• [DATA]
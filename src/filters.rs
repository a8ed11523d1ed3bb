use tracing::debug;

use crate::model::Issue;
use crate::window::SprintWindow;

/// How the task label is matched against an issue's label list.
///
/// `First` inspects only the first label, which is what existing reports were
/// generated with; `Any` tests full membership. `First` stays the default so
/// series output is comparable run over run.
#[derive(Debug, Clone, Copy, PartialEq, Eq)]
pub enum LabelPolicy {
  First,
  Any,
}

/// Keep the issue iff it is labeled as an actionable task.
pub fn is_task(issue: &Issue, task_label: &str, policy: LabelPolicy) -> bool {
  match policy {
    LabelPolicy::First => issue.labels.first().map(|l| l == task_label).unwrap_or(false),
    LabelPolicy::Any => issue.labels.iter().any(|l| l == task_label),
  }
}

/// Keep the issue iff its open interval `[created_at, closed_at-or-open]`
/// shares a day with the window, and its sprint tag (when present) names the
/// configured sprint. Untagged issues pass the sprint clause unconditionally.
pub fn overlaps_sprint(issue: &Issue, window: &SprintWindow, sprint: i64) -> bool {
  let overlaps = issue.created_at <= window.end && issue.closed_at.map(|c| c >= window.start).unwrap_or(true);

  let sprint_matches = issue.sprint_tag.map(|tag| tag == sprint).unwrap_or(true);

  overlaps && sprint_matches
}

/// Both filters composed by AND, in the order the pipeline applies them.
pub fn apply(issues: Vec<Issue>, window: &SprintWindow, sprint: i64, task_label: &str, policy: LabelPolicy) -> Vec<Issue> {
  let total = issues.len();
  let kept: Vec<Issue> = issues
    .into_iter()
    .filter(|i| is_task(i, task_label, policy))
    .filter(|i| overlaps_sprint(i, window, sprint))
    .collect();

  debug!(total, kept = kept.len(), sprint, "filtered issue set");

  kept
}
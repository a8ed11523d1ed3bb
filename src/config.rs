use std::path::Path;

use anyhow::{Context, Result};
use serde::Deserialize;

/// The JSON configuration file. Keys match what existing config files carry;
/// everything beyond the project coordinates and sprint data has a default.
#[derive(Debug, Deserialize)]
pub struct FileConfig {
  pub user_name: String,
  pub project_number: i64,
  #[serde(default = "default_max_items")]
  pub max_items: i64,
  pub sprint_data: SprintData,
  #[serde(default = "default_task_label")]
  pub task_label: String,
  #[serde(default = "default_cache_ttl")]
  pub cache_ttl_seconds: u64,
  #[serde(default)]
  pub match_any_label: bool,
  #[serde(default)]
  pub strict_open_counts: bool,
}

#[derive(Debug, Deserialize)]
pub struct SprintData {
  pub sprint: i64,
  pub start_date: String,
  pub end_date: String,
}

fn default_max_items() -> i64 {
  100
}

fn default_task_label() -> String {
  "task".to_string()
}

fn default_cache_ttl() -> u64 {
  3600
}

pub fn load(path: &Path) -> Result<FileConfig> {
  let raw = std::fs::read_to_string(path).with_context(|| format!("reading config file {}", path.display()))?;
  serde_json::from_str(&raw).with_context(|| format!("parsing config file {}", path.display()))
}
use serde::Serialize;

use crate::day::Day;
use crate::error::CoreError;

// Sprint-window types live here to keep main focused.

/// An inclusive calendar window. `start <= end` always holds, so `days()`
/// yields at least one day.
#[derive(Debug, Clone, Copy, PartialEq, Eq, Serialize)]
pub struct SprintWindow {
  pub start: Day,
  pub end: Day,
}

impl SprintWindow {
  pub fn new(start: Day, end: Day) -> Result<Self, CoreError> {
    if start > end {
      return Err(CoreError::InvalidRange { start, end });
    }
    Ok(SprintWindow { start, end })
  }

  /// Every day from `start` to `end` inclusive, in order.
  pub fn days(&self) -> Vec<Day> {
    let mut days = Vec::with_capacity(self.len_days());
    let mut current = self.start;

    while current <= self.end {
      days.push(current);
      current = current.succ();
    }

    days
  }

  pub fn len_days(&self) -> usize {
    (self.start.days_until(self.end) + 1) as usize
  }
}

#[cfg(test)]
mod tests {
  use super::*;
  use proptest::prelude::*;

  fn day(s: &str) -> Day {
    Day::parse_config(s).unwrap()
  }

  #[test]
  fn single_day_window_has_one_entry() {
    let w = SprintWindow::new(day("2025-03-01"), day("2025-03-01")).unwrap();
    assert_eq!(w.days(), vec![day("2025-03-01")]);
    assert_eq!(w.len_days(), 1);
  }

  #[test]
  fn days_are_inclusive_and_ordered() {
    let w = SprintWindow::new(day("2025-02-27"), day("2025-03-02")).unwrap();
    let days: Vec<String> = w.days().iter().map(|d| d.to_string()).collect();
    assert_eq!(days, vec!["2025-02-27", "2025-02-28", "2025-03-01", "2025-03-02"]);
  }

  #[test]
  fn reversed_bounds_are_rejected() {
    let err = SprintWindow::new(day("2025-03-02"), day("2025-03-01")).unwrap_err();
    assert!(matches!(err, CoreError::InvalidRange { .. }));
  }

  proptest! {
    // len(days) == (end - start) + 1 for every valid window.
    #[test]
    fn window_length_invariant(start_offset in 0i64..64, span in 0i64..400) {
      let mut start = day("2020-01-01");
      for _ in 0..start_offset {
        start = start.succ();
      }
      let mut end = start;
      for _ in 0..span {
        end = end.succ();
      }
      let w = SprintWindow::new(start, end).unwrap();
      prop_assert_eq!(w.days().len() as i64, span + 1);
      prop_assert_eq!(w.days().len(), w.len_days());
    }
  }
}
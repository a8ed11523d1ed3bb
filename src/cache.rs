use std::path::PathBuf;
use std::time::SystemTime;

use anyhow::{Context, Result};
use tracing::debug;

/// Single-file cache for the raw API response, keyed only by staleness.
pub struct Cache {
  path: PathBuf,
}

impl Cache {
  pub fn new(path: PathBuf) -> Self {
    Cache { path }
  }

  pub fn path(&self) -> &std::path::Path {
    &self.path
  }

  /// Return the cached response when it is fresh enough, else `None`.
  ///
  /// `ttl_seconds == 0` means "use whenever present". A corrupt or unreadable
  /// cache file is treated as absent; the caller falls through to a fetch.
  pub fn load_fresh(&self, ttl_seconds: u64, force_refresh: bool) -> Option<serde_json::Value> {
    if force_refresh {
      return None;
    }

    if ttl_seconds > 0 {
      let modified = std::fs::metadata(&self.path).and_then(|m| m.modified()).ok()?;
      let age = SystemTime::now().duration_since(modified).unwrap_or_default();

      if age.as_secs() > ttl_seconds {
        debug!(path = %self.path.display(), age_seconds = age.as_secs(), "cache is stale");
        return None;
      }
    }

    let raw = std::fs::read(&self.path).ok()?;

    match serde_json::from_slice(&raw) {
      Ok(v) => Some(v),
      Err(err) => {
        debug!(path = %self.path.display(), %err, "ignoring corrupt cache");
        None
      }
    }
  }

  /// Persist a fresh response, pretty-printed so the file stays inspectable.
  pub fn store(&self, value: &serde_json::Value) -> Result<()> {
    if let Some(parent) = self.path.parent() {
      if !parent.as_os_str().is_empty() {
        std::fs::create_dir_all(parent).with_context(|| format!("creating cache dir {}", parent.display()))?;
      }
    }

    std::fs::write(&self.path, serde_json::to_vec_pretty(value)?)
      .with_context(|| format!("writing cache file {}", self.path.display()))
  }
}
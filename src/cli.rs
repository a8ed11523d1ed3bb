use std::path::PathBuf;

use anyhow::Result;
use clap::Parser;

use crate::config;
use crate::day::Day;
use crate::filters::LabelPolicy;

#[derive(Parser, Debug)]
#[command(
    name = "sprint-burndown",
    version,
    about = "Render sprint burndown charts from GitHub Projects data",
    long_about = None
)]
pub struct Cli {
  /// Path to the JSON configuration file
  #[arg(long, default_value = "config.json")]
  pub config: PathBuf,

  /// Sprint start day (DD-MM-YYYY or YYYY-MM-DD); overrides the config file
  #[arg(long)]
  pub start: Option<String>,

  /// Sprint end day (inclusive); overrides the config file
  #[arg(long)]
  pub end: Option<String>,

  /// Sprint identifier issues must carry to be counted; overrides the config file
  #[arg(long)]
  pub sprint: Option<i64>,

  /// Label marking an issue as an actionable task
  #[arg(long)]
  pub task_label: Option<String>,

  /// Match the task label anywhere in the label list instead of only first position
  #[arg(long)]
  pub any_label: bool,

  /// Count an issue as open only from its creation day onward
  #[arg(long)]
  pub strict_open: bool,

  /// Cache file for raw API responses (default: data.json next to the config file)
  #[arg(long)]
  pub cache: Option<PathBuf>,

  /// Cache freshness in seconds; 0 uses the cache whenever present
  #[arg(long)]
  pub cache_ttl: Option<u64>,

  /// Bypass the cache and fetch fresh data
  #[arg(long)]
  pub refresh: bool,

  /// Report output: file path, or "-" for stdout
  #[arg(long, default_value = "-")]
  pub out: String,

  /// Render the burndown chart to this SVG file
  #[arg(long)]
  pub chart: Option<PathBuf>,

  /// Emit a troff man page to stdout (internal; for packaging)
  #[arg(long, hide = true)]
  pub gen_man: bool,
}

/// One merged configuration value for the whole run: file values with CLI
/// overrides applied, dates parsed, nothing read from the environment later.
#[derive(Debug)]
pub struct EffectiveConfig {
  pub user_name: String,
  pub project_number: i64,
  pub max_items: i64,
  pub sprint: i64,
  pub start: Day,
  pub end: Day,
  pub task_label: String,
  pub label_policy: LabelPolicy,
  pub strict_open: bool,
  pub cache_path: PathBuf,
  pub cache_ttl: u64,
  pub refresh: bool,
  pub out: String,
  pub chart: Option<PathBuf>,
}

pub fn normalize(cli: Cli) -> Result<EffectiveConfig> {
  let file = config::load(&cli.config)?;

  let start = Day::parse_config(cli.start.as_deref().unwrap_or(&file.sprint_data.start_date))?;
  let end = Day::parse_config(cli.end.as_deref().unwrap_or(&file.sprint_data.end_date))?;

  let label_policy = if cli.any_label || file.match_any_label {
    LabelPolicy::Any
  } else {
    LabelPolicy::First
  };

  // Default the cache next to the config file, where existing setups keep it.
  let cache_path = cli
    .cache
    .unwrap_or_else(|| cli.config.parent().unwrap_or_else(|| std::path::Path::new(".")).join("data.json"));

  Ok(EffectiveConfig {
    user_name: file.user_name,
    project_number: file.project_number,
    max_items: file.max_items,
    sprint: cli.sprint.unwrap_or(file.sprint_data.sprint),
    start,
    end,
    task_label: cli.task_label.unwrap_or(file.task_label),
    label_policy,
    strict_open: cli.strict_open || file.strict_open_counts,
    cache_path,
    cache_ttl: cli.cache_ttl.unwrap_or(file.cache_ttl_seconds),
    refresh: cli.refresh,
    out: cli.out,
    chart: cli.chart,
  })
}
use anyhow::{Context, Result, bail};
use clap::Parser;
use tracing::{debug, info, warn};
use tracing_subscriber::EnvFilter;

mod cache;
mod chart;
mod cli;
mod config;
mod day;
mod error;
mod ext;
mod filters;
mod github;
mod model;
mod report;
mod series;
mod util;
mod window;

use crate::cli::Cli;
use crate::ext::serde_json::JsonFetch;

fn main() -> Result<()> {
  // Logs go to stderr; stdout stays a clean JSON stream.
  tracing_subscriber::fmt()
    .with_env_filter(EnvFilter::try_from_default_env().unwrap_or_else(|_| EnvFilter::new("warn")))
    .with_writer(std::io::stderr)
    .init();

  let cli = Cli::parse();

  if cli.gen_man {
    let page = util::render_man_page::<Cli>()?;
    print!("{}", page);
    return Ok(());
  }

  // Phase 1: merge config file and CLI into one effective config
  let cfg = cli::normalize(cli)?;
  debug!(?cfg, "effective configuration");

  // Phase 2: resolve the sprint window
  let win = window::SprintWindow::new(cfg.start, cfg.end)?;

  // Phase 3: obtain raw project data (cache or live fetch)
  let raw = fetch_project_data(&cfg)?;

  // Phase 4: deserialize and reduce to the filtered issue set
  if !raw.fetch("data.user.projectV2.items.nodes").map(|v| v.is_array()).unwrap_or(false) {
    bail!("unexpected response shape: data.user.projectV2.items.nodes is missing (check user_name and project_number)");
  }

  let resp: model::ProjectResponse = serde_json::from_value(raw).context("deserializing project response")?;
  let issues = model::issues_from_response(resp)?;
  let issues = filters::apply(issues, &win, cfg.sprint, &cfg.task_label, cfg.label_policy);

  // Phase 5: build the series, then chart and report
  let series = series::build(&win.days(), &issues, series::SeriesOptions { strict_open: cfg.strict_open });

  if let Some(chart_path) = &cfg.chart {
    chart::render_svg(&series, cfg.sprint, chart_path)?;
    info!(path = %chart_path.display(), "wrote burndown chart");
  }

  let report = report::BurndownReport::new(cfg.sprint, win, series);
  report::emit(&report, &cfg.out)
}

fn fetch_project_data(cfg: &cli::EffectiveConfig) -> Result<serde_json::Value> {
  let cache = cache::Cache::new(cfg.cache_path.clone());

  if let Some(cached) = cache.load_fresh(cfg.cache_ttl, cfg.refresh) {
    info!(path = %cache.path().display(), "using cached project data");
    return Ok(cached);
  }

  info!("requesting project data from the GitHub API");
  let api = github::client(github::discover_token())?;
  let vars = github::QueryVariables {
    login: cfg.user_name.clone(),
    number: cfg.project_number,
    max_items: cfg.max_items,
  };
  let fresh = api.fetch_items(&vars)?;

  // A failed cache write is not worth failing the run over.
  if let Err(err) = cache.store(&fresh) {
    warn!(%err, "could not persist response cache");
  }

  Ok(fresh)
}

• [AIM OF THE TASK]
Across the records above, return every line that contains the word "SystemTime".

• [EXERCISE RESULT]
use std::time::SystemTime;
      let age = SystemTime::now().duration_since(modified).unwrap_or_default();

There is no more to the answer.